• Your task:
All lines from the one containing "use pbx_dashboard::auth::Credentials;" down to the one containing "#[derive(Debug, Clone, Default)]", both ends included, are to be given again exactly; omit the rest of the listing below.

• Input data:
+ + + +
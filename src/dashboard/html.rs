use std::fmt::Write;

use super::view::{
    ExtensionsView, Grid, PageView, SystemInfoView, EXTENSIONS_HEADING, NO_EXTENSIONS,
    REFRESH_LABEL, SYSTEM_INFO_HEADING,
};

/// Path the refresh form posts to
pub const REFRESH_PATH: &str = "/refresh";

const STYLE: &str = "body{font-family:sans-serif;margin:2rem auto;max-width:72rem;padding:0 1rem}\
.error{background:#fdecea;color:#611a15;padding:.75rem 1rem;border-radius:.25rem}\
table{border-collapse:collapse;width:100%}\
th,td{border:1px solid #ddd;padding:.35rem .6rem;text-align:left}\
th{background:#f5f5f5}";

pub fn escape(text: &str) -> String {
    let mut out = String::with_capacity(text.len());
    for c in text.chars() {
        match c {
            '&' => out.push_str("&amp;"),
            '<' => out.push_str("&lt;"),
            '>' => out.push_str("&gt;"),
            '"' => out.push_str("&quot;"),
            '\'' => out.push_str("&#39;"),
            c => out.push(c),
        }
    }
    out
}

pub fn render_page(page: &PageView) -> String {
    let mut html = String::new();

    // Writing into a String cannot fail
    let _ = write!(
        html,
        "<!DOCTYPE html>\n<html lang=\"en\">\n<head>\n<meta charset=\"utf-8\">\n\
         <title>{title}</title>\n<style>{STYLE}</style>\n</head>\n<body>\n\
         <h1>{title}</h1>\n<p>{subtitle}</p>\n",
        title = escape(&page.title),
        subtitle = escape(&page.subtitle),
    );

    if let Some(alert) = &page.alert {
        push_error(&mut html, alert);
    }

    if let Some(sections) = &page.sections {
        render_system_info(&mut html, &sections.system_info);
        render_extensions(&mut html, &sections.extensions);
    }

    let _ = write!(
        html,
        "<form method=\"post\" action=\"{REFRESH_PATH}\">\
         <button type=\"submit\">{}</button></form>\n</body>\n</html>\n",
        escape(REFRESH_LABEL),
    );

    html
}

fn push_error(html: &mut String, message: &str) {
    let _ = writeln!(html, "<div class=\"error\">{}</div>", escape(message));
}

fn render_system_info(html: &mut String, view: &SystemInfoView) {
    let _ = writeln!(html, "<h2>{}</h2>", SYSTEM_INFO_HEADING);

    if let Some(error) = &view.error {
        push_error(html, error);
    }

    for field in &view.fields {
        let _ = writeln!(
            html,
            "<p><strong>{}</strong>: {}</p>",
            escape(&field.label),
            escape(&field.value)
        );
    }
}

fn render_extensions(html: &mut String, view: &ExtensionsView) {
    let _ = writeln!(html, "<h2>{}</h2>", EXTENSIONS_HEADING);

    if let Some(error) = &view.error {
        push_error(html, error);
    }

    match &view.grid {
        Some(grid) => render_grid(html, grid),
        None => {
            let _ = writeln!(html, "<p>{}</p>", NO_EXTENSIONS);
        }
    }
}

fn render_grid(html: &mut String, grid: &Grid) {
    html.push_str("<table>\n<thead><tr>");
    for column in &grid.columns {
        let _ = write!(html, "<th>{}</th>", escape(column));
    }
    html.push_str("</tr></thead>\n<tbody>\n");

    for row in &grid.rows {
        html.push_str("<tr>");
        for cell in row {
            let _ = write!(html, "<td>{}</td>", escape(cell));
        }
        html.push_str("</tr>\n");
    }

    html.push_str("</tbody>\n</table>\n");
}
+ + + +
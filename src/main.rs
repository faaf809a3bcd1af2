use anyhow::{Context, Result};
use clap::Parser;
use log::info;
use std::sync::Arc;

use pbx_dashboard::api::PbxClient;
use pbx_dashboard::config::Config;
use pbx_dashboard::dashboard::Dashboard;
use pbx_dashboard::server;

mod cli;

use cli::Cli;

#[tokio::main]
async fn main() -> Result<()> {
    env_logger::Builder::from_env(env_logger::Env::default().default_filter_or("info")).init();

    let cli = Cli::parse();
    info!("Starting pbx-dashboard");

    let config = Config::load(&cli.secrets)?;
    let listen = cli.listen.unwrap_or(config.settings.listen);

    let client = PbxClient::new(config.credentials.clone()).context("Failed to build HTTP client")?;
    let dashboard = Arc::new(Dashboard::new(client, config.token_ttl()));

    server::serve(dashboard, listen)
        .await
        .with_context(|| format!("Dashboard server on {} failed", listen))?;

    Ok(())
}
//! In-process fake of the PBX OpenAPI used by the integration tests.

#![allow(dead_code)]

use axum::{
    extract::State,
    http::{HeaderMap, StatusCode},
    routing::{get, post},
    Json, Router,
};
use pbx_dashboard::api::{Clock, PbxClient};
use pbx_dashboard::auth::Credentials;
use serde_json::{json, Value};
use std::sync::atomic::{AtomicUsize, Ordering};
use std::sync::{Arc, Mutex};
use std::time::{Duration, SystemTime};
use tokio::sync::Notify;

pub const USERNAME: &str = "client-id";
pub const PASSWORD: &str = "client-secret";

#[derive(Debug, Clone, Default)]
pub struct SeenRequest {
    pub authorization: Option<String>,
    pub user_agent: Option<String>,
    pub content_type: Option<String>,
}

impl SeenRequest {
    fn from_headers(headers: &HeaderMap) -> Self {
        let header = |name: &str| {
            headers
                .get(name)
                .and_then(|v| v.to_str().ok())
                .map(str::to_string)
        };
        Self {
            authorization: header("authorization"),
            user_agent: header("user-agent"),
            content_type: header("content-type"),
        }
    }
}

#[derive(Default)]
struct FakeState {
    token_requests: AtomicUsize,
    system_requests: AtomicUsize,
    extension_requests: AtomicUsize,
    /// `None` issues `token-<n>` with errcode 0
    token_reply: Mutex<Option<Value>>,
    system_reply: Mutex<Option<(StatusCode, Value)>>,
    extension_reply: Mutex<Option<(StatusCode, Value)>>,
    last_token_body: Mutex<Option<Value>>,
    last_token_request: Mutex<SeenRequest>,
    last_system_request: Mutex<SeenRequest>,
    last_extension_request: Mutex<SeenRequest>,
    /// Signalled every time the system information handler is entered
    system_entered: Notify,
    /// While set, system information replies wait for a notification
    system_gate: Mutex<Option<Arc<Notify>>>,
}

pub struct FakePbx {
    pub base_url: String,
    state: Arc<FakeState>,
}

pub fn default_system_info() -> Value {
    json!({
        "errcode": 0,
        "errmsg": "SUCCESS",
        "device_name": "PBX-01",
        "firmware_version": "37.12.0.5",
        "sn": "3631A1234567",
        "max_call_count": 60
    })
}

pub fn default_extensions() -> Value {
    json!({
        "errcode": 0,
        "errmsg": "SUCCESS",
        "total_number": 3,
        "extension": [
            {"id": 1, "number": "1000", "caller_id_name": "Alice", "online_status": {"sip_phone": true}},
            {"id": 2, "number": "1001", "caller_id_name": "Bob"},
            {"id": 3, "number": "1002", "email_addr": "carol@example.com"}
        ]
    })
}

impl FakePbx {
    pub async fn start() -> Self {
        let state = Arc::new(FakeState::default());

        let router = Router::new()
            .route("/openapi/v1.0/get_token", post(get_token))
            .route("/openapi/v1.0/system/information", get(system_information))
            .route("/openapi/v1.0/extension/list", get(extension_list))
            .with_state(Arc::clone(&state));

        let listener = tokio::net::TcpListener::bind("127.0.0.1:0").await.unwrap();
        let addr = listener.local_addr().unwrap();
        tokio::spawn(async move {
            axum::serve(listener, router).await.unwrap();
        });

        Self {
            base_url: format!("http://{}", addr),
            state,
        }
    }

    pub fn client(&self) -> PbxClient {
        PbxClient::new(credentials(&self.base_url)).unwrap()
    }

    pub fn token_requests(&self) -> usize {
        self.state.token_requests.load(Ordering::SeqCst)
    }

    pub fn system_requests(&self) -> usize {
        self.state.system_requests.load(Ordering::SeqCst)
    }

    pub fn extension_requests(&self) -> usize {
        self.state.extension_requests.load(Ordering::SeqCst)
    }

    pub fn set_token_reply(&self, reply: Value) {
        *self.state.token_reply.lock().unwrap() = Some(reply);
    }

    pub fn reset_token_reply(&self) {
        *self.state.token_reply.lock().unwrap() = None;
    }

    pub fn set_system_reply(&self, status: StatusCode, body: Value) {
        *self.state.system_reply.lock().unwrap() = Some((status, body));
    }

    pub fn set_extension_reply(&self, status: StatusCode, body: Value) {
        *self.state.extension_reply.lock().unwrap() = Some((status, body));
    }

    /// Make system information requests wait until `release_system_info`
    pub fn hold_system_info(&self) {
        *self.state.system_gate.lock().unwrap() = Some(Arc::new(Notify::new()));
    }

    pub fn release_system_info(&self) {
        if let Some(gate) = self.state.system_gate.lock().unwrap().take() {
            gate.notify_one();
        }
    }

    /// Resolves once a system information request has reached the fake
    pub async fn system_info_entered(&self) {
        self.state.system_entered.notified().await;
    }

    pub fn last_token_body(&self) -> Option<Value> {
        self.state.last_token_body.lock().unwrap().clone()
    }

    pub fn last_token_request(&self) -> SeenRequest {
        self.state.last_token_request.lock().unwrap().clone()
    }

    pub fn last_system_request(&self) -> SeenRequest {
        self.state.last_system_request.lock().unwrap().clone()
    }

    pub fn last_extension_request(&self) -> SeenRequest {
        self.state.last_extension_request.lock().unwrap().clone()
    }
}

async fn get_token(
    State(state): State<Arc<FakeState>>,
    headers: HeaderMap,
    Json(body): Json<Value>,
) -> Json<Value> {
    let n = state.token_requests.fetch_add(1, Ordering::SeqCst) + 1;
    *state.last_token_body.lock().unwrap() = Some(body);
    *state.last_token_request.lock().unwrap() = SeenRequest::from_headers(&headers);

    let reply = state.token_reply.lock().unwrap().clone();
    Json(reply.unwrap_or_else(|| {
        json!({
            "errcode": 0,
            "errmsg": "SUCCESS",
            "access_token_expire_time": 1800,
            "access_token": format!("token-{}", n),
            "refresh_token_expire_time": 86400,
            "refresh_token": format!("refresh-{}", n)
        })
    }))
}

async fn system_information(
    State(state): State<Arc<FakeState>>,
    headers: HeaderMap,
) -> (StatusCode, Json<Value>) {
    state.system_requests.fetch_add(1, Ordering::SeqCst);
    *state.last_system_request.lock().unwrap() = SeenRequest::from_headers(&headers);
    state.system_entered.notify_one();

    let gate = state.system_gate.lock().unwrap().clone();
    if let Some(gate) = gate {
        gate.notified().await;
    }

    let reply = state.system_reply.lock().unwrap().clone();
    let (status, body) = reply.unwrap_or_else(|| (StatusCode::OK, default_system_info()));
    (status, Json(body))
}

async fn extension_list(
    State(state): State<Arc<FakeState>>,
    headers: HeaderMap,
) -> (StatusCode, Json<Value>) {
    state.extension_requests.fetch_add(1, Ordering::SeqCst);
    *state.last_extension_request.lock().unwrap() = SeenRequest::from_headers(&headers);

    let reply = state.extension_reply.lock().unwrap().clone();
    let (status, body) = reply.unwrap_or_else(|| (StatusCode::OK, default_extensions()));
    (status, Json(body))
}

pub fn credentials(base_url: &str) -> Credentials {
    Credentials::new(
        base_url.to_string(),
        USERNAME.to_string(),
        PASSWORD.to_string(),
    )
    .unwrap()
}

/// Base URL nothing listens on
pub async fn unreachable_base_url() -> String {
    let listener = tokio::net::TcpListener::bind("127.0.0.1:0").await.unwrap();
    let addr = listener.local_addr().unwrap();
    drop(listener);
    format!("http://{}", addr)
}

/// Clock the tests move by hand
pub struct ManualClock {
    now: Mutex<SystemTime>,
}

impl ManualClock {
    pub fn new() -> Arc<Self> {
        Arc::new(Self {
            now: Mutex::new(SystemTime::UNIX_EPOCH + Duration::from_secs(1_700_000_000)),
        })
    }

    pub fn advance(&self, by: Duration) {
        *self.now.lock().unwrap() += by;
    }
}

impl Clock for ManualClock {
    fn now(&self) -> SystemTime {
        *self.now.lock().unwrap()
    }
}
+ + + +
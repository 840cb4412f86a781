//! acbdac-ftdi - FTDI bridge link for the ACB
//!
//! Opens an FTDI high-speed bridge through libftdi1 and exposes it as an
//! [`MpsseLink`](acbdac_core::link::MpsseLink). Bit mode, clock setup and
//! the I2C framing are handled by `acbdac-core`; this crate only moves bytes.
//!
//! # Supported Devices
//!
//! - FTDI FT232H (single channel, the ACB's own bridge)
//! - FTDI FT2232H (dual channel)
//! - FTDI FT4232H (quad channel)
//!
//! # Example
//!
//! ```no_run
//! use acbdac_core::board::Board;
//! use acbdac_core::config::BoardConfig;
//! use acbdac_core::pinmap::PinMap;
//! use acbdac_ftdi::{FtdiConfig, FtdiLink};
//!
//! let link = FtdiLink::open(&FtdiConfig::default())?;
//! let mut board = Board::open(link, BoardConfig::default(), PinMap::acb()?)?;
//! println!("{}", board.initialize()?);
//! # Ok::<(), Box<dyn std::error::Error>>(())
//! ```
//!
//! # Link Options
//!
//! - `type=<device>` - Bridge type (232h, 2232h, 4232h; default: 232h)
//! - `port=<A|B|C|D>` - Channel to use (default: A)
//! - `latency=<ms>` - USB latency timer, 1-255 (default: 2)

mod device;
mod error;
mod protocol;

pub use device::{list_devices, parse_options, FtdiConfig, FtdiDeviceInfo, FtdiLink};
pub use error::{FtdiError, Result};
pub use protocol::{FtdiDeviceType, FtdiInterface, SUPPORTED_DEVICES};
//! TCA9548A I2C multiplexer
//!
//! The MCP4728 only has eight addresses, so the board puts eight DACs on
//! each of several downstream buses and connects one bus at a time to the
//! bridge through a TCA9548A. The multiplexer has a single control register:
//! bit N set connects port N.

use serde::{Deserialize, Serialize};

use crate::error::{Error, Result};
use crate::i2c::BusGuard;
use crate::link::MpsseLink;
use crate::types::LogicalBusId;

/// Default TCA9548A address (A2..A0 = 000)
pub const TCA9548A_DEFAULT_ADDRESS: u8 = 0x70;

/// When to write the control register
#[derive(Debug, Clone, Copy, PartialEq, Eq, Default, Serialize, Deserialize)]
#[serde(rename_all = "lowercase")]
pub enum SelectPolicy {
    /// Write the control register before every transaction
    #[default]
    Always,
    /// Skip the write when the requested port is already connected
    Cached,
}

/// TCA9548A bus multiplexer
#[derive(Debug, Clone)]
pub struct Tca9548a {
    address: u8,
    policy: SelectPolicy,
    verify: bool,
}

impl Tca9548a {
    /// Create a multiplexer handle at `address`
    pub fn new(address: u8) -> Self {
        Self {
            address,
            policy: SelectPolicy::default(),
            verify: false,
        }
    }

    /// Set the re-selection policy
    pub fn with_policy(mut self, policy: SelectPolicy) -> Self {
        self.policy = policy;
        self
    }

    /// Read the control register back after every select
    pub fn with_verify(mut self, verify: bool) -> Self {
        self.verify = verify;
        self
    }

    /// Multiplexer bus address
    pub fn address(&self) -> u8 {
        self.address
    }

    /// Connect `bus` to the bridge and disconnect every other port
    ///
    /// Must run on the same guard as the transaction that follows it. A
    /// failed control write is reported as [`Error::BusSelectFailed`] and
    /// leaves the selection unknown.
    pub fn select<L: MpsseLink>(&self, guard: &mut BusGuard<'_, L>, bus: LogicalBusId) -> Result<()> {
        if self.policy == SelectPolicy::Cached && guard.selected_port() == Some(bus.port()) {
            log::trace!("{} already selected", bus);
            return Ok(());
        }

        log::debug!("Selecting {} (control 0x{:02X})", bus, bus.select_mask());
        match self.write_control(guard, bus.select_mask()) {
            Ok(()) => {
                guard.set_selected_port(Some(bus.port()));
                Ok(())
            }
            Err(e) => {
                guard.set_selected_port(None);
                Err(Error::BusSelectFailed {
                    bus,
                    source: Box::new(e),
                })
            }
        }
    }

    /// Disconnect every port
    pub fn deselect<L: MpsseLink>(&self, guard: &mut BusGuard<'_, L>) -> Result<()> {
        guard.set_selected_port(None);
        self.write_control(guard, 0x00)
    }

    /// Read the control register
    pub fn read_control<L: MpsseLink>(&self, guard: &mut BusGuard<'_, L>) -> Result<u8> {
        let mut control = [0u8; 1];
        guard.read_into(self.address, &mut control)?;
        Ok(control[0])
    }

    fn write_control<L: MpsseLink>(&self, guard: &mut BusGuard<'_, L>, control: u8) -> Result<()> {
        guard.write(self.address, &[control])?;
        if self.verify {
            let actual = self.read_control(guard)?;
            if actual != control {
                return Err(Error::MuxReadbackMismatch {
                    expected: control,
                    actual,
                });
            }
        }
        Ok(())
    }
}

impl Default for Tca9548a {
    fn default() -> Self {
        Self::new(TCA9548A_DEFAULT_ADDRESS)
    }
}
+ + + +
• Answer space:
use pbx_dashboard::auth::Credentials;
use serde_json::{json, Value};
use std::sync::atomic::{AtomicUsize, Ordering};
use std::sync::{Arc, Mutex};
use std::time::{Duration, SystemTime};
use tokio::sync::Notify;

pub const USERNAME: &str = "client-id";
pub const PASSWORD: &str = "client-secret";

#[derive(Debug, Clone, Default)]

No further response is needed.